This work explores hardware emulation to verify NoC-based architectures via UVM. The hardware emulation platform, such as Siemens’s Veloce [16] or Synopsys’s ZeBu ASIC [50], enhances evaluation over conventional simulators. It facilitates functional verification and virtual prototyping for complex architectures. It provides accurate measurements for functional behavior and functional coverage of each module [51]. A hardware emulator composes of an array of FPGAs. Initially, the design behavior is described in HDL and synthesized to a gate-level netlist by the RTL compiler/synthesis tool. Then, the design is mapped to a crystal chip, an advanced FPGA with additional memories, control and debug facilities. However, as design size increases, it is mapped to multiple crystal chips on the Advanced Verification Board (AVB). The number of AVBs specifies the emulator capacity.
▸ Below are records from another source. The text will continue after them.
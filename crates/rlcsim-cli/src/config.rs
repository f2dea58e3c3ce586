//! Run configuration from command-line flags and circuit files.
//!
//! A circuit file is a JSON object whose fields mirror the flags. Fields that
//! are present override the built-in defaults; explicit flags override the
//! file.

use std::path::Path;

use anyhow::{Context, Result, bail};
use rlcsim_core::{Circuit, TimeVector};
use rlcsim_solver::{IntegratorParams, RampParams, SimulationOptions};
use serde::Deserialize;

/// Default source voltage in volts.
pub const DEFAULT_VOLTAGE: f64 = 10.0;

/// Default simulated duration in seconds.
pub const DEFAULT_DURATION: f64 = 1.0;

/// Default number of output samples.
pub const DEFAULT_SAMPLES: usize = 500;

/// Circuit and run settings, every field optional.
#[derive(Debug, Clone, Default, PartialEq, Deserialize)]
#[serde(default, deny_unknown_fields)]
pub struct RunSettings {
    pub topology: Option<String>,
    pub resistance: Option<f64>,
    pub inductance: Option<f64>,
    pub capacitance: Option<f64>,
    pub voltage: Option<f64>,
    pub duration: Option<f64>,
    pub samples: Option<usize>,
    pub start: Option<f64>,
    pub rtol: Option<f64>,
    pub atol: Option<f64>,
    pub ramp_window: Option<f64>,
    pub source_resistance: Option<f64>,
}

impl RunSettings {
    /// Read settings from a JSON circuit file.
    pub fn from_file(path: &Path) -> Result<Self> {
        let text = std::fs::read_to_string(path)
            .with_context(|| format!("Failed to read circuit file {}", path.display()))?;
        Self::from_json(&text).with_context(|| format!("Invalid circuit file {}", path.display()))
    }

    pub fn from_json(text: &str) -> Result<Self> {
        Ok(serde_json::from_str(text)?)
    }

    /// Fill every field that `self` leaves unset from `base`.
    pub fn or(self, base: RunSettings) -> RunSettings {
        RunSettings {
            topology: self.topology.or(base.topology),
            resistance: self.resistance.or(base.resistance),
            inductance: self.inductance.or(base.inductance),
            capacitance: self.capacitance.or(base.capacitance),
            voltage: self.voltage.or(base.voltage),
            duration: self.duration.or(base.duration),
            samples: self.samples.or(base.samples),
            start: self.start.or(base.start),
            rtol: self.rtol.or(base.rtol),
            atol: self.atol.or(base.atol),
            ramp_window: self.ramp_window.or(base.ramp_window),
            source_resistance: self.source_resistance.or(base.source_resistance),
        }
    }

    /// Validate the merged settings and build the engine inputs.
    pub fn resolve(&self) -> Result<RunPlan> {
        let Some(topology) = self.topology.as_deref() else {
            bail!("No topology given (use --topology series|parallel)");
        };
        let voltage = self.voltage.unwrap_or(DEFAULT_VOLTAGE);
        let duration = self.duration.unwrap_or(DEFAULT_DURATION);

        let circuit = Circuit::from_values(
            self.resistance,
            self.inductance,
            self.capacitance,
            voltage,
            topology,
        )?;

        let start = self.start.unwrap_or(0.0);
        let samples = self.samples.unwrap_or(DEFAULT_SAMPLES);
        let times = TimeVector::linspace(start, start + duration, samples)
            .context("Invalid time span")?;

        let mut integrator = IntegratorParams::default();
        integrator.rtol = self.rtol.unwrap_or(integrator.rtol);
        integrator.atol = self.atol.unwrap_or(integrator.atol);

        let mut ramp = RampParams::default();
        if let Some(window) = self.ramp_window {
            ramp = ramp.with_window(window);
        }
        if let Some(rs) = self.source_resistance {
            ramp = ramp.with_source_resistance(rs);
        }

        Ok(RunPlan {
            circuit,
            times,
            options: SimulationOptions::new()
                .with_integrator(integrator)
                .with_ramp(ramp),
        })
    }
}

/// Everything needed for one engine call.
#[derive(Debug, Clone)]
pub struct RunPlan {
    pub circuit: Circuit,
    pub times: TimeVector,
    pub options: SimulationOptions,
}
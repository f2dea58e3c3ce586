//! Circuit description: which components are present, how they are wired,
//! and the source driving them.

use std::fmt;
use std::str::FromStr;

use serde::Serialize;

use crate::component::{Capacitor, ComponentKind, Inductor, Resistor};
use crate::error::{Error, Result};
use crate::source::DcSource;

/// How the components are wired to the source.
#[derive(Debug, Clone, Copy, PartialEq, Eq, Hash, Serialize)]
#[serde(rename_all = "snake_case")]
pub enum Topology {
    /// Source and components share a single current path.
    Series,
    /// Source and components share a single voltage node.
    Parallel,
}

impl FromStr for Topology {
    type Err = Error;

    /// Parse a topology tag, ignoring ASCII case and surrounding whitespace.
    fn from_str(s: &str) -> Result<Self> {
        let tag = s.trim();
        if tag.eq_ignore_ascii_case("series") {
            Ok(Topology::Series)
        } else if tag.eq_ignore_ascii_case("parallel") {
            Ok(Topology::Parallel)
        } else {
            Err(Error::UnsupportedTopology(s.to_string()))
        }
    }
}

impl fmt::Display for Topology {
    fn fmt(&self, f: &mut fmt::Formatter<'_>) -> fmt::Result {
        match self {
            Topology::Series => f.write_str("series"),
            Topology::Parallel => f.write_str("parallel"),
        }
    }
}

/// At most one of each component kind.
///
/// Absent kinds are `None`; zero is never used as an "absent" marker because
/// zero is not a valid value for any kind.
#[derive(Debug, Clone, Copy, Default, PartialEq, Serialize)]
pub struct ComponentSet {
    pub resistor: Option<Resistor>,
    pub inductor: Option<Inductor>,
    pub capacitor: Option<Capacitor>,
}

impl ComponentSet {
    /// An empty set.
    pub fn new() -> Self {
        Self::default()
    }

    /// Build a set from optional raw values, validating each present one.
    pub fn from_values(
        resistance: Option<f64>,
        inductance: Option<f64>,
        capacitance: Option<f64>,
    ) -> Result<Self> {
        Ok(Self {
            resistor: resistance.map(Resistor::new).transpose()?,
            inductor: inductance.map(Inductor::new).transpose()?,
            capacitor: capacitance.map(Capacitor::new).transpose()?,
        })
    }

    pub fn with_resistor(mut self, resistor: Resistor) -> Self {
        self.resistor = Some(resistor);
        self
    }

    pub fn with_inductor(mut self, inductor: Inductor) -> Self {
        self.inductor = Some(inductor);
        self
    }

    pub fn with_capacitor(mut self, capacitor: Capacitor) -> Self {
        self.capacitor = Some(capacitor);
        self
    }

    /// Check if no component is present.
    pub fn is_empty(&self) -> bool {
        self.resistor.is_none() && self.inductor.is_none() && self.capacitor.is_none()
    }

    /// Kinds present, in R, L, C order.
    pub fn kinds(&self) -> Vec<ComponentKind> {
        let mut kinds = Vec::with_capacity(3);
        if self.resistor.is_some() {
            kinds.push(ComponentKind::Resistor);
        }
        if self.inductor.is_some() {
            kinds.push(ComponentKind::Inductor);
        }
        if self.capacitor.is_some() {
            kinds.push(ComponentKind::Capacitor);
        }
        kinds
    }

    /// Short description of the mix, e.g. "R+L+C", "L+C" or "none".
    pub fn describe(&self) -> String {
        let kinds = self.kinds();
        if kinds.is_empty() {
            return "none".to_string();
        }
        kinds
            .iter()
            .map(ComponentKind::symbol)
            .collect::<Vec<_>>()
            .join("+")
    }
}

/// A complete simulation input apart from the time vector.
#[derive(Debug, Clone, Copy, PartialEq, Serialize)]
pub struct Circuit {
    pub components: ComponentSet,
    pub topology: Topology,
    pub source: DcSource,
}

impl Circuit {
    pub fn new(components: ComponentSet, topology: Topology, source: DcSource) -> Self {
        Self {
            components,
            topology,
            source,
        }
    }

    /// Build a circuit from raw caller input: optional component values, a
    /// source voltage and a topology tag.
    pub fn from_values(
        resistance: Option<f64>,
        inductance: Option<f64>,
        capacitance: Option<f64>,
        voltage: f64,
        topology: &str,
    ) -> Result<Self> {
        let topology = topology.parse()?;
        let components = ComponentSet::from_values(resistance, inductance, capacitance)?;
        let source = DcSource::new(voltage)?;
        Ok(Self::new(components, topology, source))
    }
}

#[cfg(test)]
mod tests {
    use super::*;

    #[test]
    fn test_topology_parse_case_insensitive() {
        assert_eq!("series".parse::<Topology>().unwrap(), Topology::Series);
        assert_eq!("SERIES".parse::<Topology>().unwrap(), Topology::Series);
        assert_eq!(" Parallel ".parse::<Topology>().unwrap(), Topology::Parallel);
    }

    #[test]
    fn test_topology_parse_rejects_unknown() {
        for tag in ["", "serie", "bridge", "parallel-ish"] {
            let err = tag.parse::<Topology>().unwrap_err();
            assert!(
                matches!(err, Error::UnsupportedTopology(ref t) if t == tag),
                "tag {:?} gave {:?}",
                tag,
                err
            );
        }
    }

    #[test]
    fn test_component_set_describe() {
        assert_eq!(ComponentSet::new().describe(), "none");
        let set = ComponentSet::from_values(Some(1.0), None, Some(1e-6)).unwrap();
        assert_eq!(set.describe(), "R+C");
        let set = ComponentSet::from_values(None, Some(1.0), Some(1e-6)).unwrap();
        assert_eq!(set.describe(), "L+C");
        let set = ComponentSet::from_values(Some(1.0), Some(1.0), Some(1.0)).unwrap();
        assert_eq!(set.describe(), "R+L+C");
    }

    #[test]
    fn test_from_values_validates_each_component() {
        let err = ComponentSet::from_values(Some(10.0), Some(0.0), None).unwrap_err();
        assert!(matches!(
            err,
            Error::InvalidComponentValue {
                kind: ComponentKind::Inductor,
                ..
            }
        ));
    }

    #[test]
    fn test_builder_and_is_empty() {
        assert!(ComponentSet::new().is_empty());
        let set = ComponentSet::new().with_resistor(Resistor::new(5.0).unwrap());
        assert!(!set.is_empty());
        assert_eq!(set.kinds(), vec![ComponentKind::Resistor]);
    }

    #[test]
    fn test_circuit_from_values() {
        let circuit = Circuit::from_values(Some(100.0), None, Some(1e-3), 10.0, "Series").unwrap();
        assert_eq!(circuit.topology, Topology::Series);
        assert_eq!(circuit.source.voltage(), 10.0);
        assert!(circuit.components.inductor.is_none());

        assert!(matches!(
            Circuit::from_values(Some(100.0), None, None, 10.0, "delta"),
            Err(Error::UnsupportedTopology(_))
        ));
    }
}
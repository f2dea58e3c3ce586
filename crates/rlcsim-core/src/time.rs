//! Validated sample times for a simulation run.

use std::ops::Deref;

use serde::Serialize;

use crate::error::{Error, Result};

/// An ordered, strictly increasing sequence of non-negative sample times (s).
///
/// The first and last samples define the integration span; every returned
/// waveform is evaluated at exactly these points.
#[derive(Debug, Clone, PartialEq, Serialize)]
#[serde(transparent)]
pub struct TimeVector {
    samples: Vec<f64>,
}

impl TimeVector {
    /// Validate and wrap caller-supplied times.
    pub fn new(samples: Vec<f64>) -> Result<Self> {
        if samples.len() < 2 {
            return Err(Error::InvalidTimeVector(format!(
                "need at least 2 samples, got {}",
                samples.len()
            )));
        }
        for (i, &t) in samples.iter().enumerate() {
            if !t.is_finite() || t < 0.0 {
                return Err(Error::InvalidTimeVector(format!(
                    "sample {} is {} (must be finite and non-negative)",
                    i, t
                )));
            }
        }
        if let Some(i) = samples.windows(2).position(|w| w[1] <= w[0]) {
            return Err(Error::InvalidTimeVector(format!(
                "samples must be strictly increasing (t[{}] = {} >= t[{}] = {})",
                i,
                samples[i],
                i + 1,
                samples[i + 1]
            )));
        }
        Ok(Self { samples })
    }

    /// `samples` evenly spaced points from `start` to `end` inclusive.
    pub fn linspace(start: f64, end: f64, samples: usize) -> Result<Self> {
        if samples < 2 {
            return Err(Error::InvalidTimeVector(format!(
                "need at least 2 samples, got {}",
                samples
            )));
        }
        let step = (end - start) / (samples - 1) as f64;
        let mut times: Vec<f64> = (0..samples).map(|i| start + step * i as f64).collect();
        // Pin the endpoint so the span is exact
        times[samples - 1] = end;
        Self::new(times)
    }

    /// `samples` evenly spaced points over `[0, duration]`.
    pub fn uniform(duration: f64, samples: usize) -> Result<Self> {
        Self::linspace(0.0, duration, samples)
    }

    pub fn as_slice(&self) -> &[f64] {
        &self.samples
    }

    /// First sample time.
    pub fn start(&self) -> f64 {
        self.samples[0]
    }

    /// Last sample time.
    pub fn end(&self) -> f64 {
        self.samples[self.samples.len() - 1]
    }

    pub fn into_inner(self) -> Vec<f64> {
        self.samples
    }
}

impl Deref for TimeVector {
    type Target = [f64];

    fn deref(&self) -> &[f64] {
        &self.samples
    }
}

#[cfg(test)]
mod tests {
    use super::*;

    #[test]
    fn test_uniform() {
        let t = TimeVector::uniform(1.0, 5).unwrap();
        assert_eq!(t.len(), 5);
        assert_eq!(t.start(), 0.0);
        assert_eq!(t.end(), 1.0);
        assert!((t[2] - 0.5).abs() < 1e-15);
    }

    #[test]
    fn test_two_samples_is_valid() {
        let t = TimeVector::new(vec![0.0, 2.0]).unwrap();
        assert_eq!(t.len(), 2);
    }

    #[test]
    fn test_rejects_short_vectors() {
        assert!(matches!(
            TimeVector::new(vec![0.0]),
            Err(Error::InvalidTimeVector(_))
        ));
        assert!(TimeVector::new(vec![]).is_err());
        assert!(TimeVector::uniform(1.0, 1).is_err());
    }

    #[test]
    fn test_rejects_non_increasing() {
        assert!(TimeVector::new(vec![0.0, 0.5, 0.5]).is_err());
        assert!(TimeVector::new(vec![0.0, 0.5, 0.4]).is_err());
        // Zero duration collapses to repeated samples
        assert!(TimeVector::uniform(0.0, 10).is_err());
    }

    #[test]
    fn test_rejects_negative_and_non_finite() {
        assert!(TimeVector::new(vec![-1.0, 0.0]).is_err());
        assert!(TimeVector::new(vec![0.0, f64::NAN]).is_err());
        assert!(TimeVector::new(vec![0.0, f64::INFINITY]).is_err());
    }

    #[test]
    fn test_non_uniform_is_accepted() {
        let t = TimeVector::new(vec![0.0, 0.001, 0.01, 0.1, 1.0]).unwrap();
        assert_eq!(t.as_slice().len(), 5);
        assert_eq!(t.end(), 1.0);
    }
}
3.2.1 UVM environment for emulation

We aim to improve the accuracy and accelerate the evaluation for complex, large-scale NoC-based architectures. In this context, Our framework automates design space exploration, where the user sets the target performance and configuration parameters. Then the framework generates corresponding test scenarios and related implementation of UVM and hardware emulation.

Our framework facilitates merging the UVM environment to NoC-based architectures. The UVM environment depends on HDL and Hardware Verification Language (HVL) TOP modules. The HDL TOP module describes the RTL design, and the HVL TOP module describes the UVM testbench environment. The HVL TOP is an untimed, class-based, behavioral, and dynamic architecture. The communication between both TOPs is performed through transaction model-based communication, where:

  • A physical communications link is set between the software-based simulator and hardware emulator that deals in data packets format instead of transaction objects.

  • The traffic amount on the physical link must be controlled to achieve the most profitable execution time.

UVM verification modules are added to the hardware; the synthesis process must pass them. However, the UVM testbench is based on Object-Oriented Programming (OOP) and utilizes SystemVerilog constructs and classes that are not synthesizable and cannot be implemented on the emulator. Thus, these constructs and classes are implemented on software simulation and separated from the synthesizable RTL modules on the hardware emulator. Hence,

  • Bus Functional Model (BFM) is utilized to interface the transactor untimed fragment in the HVL space to the HDL space. The testbench proxy and the corresponding HDL BFM must be interfaced at the Transaction Level Model (TLM) to communicate between the software-based simulator and the hardware emulator [52].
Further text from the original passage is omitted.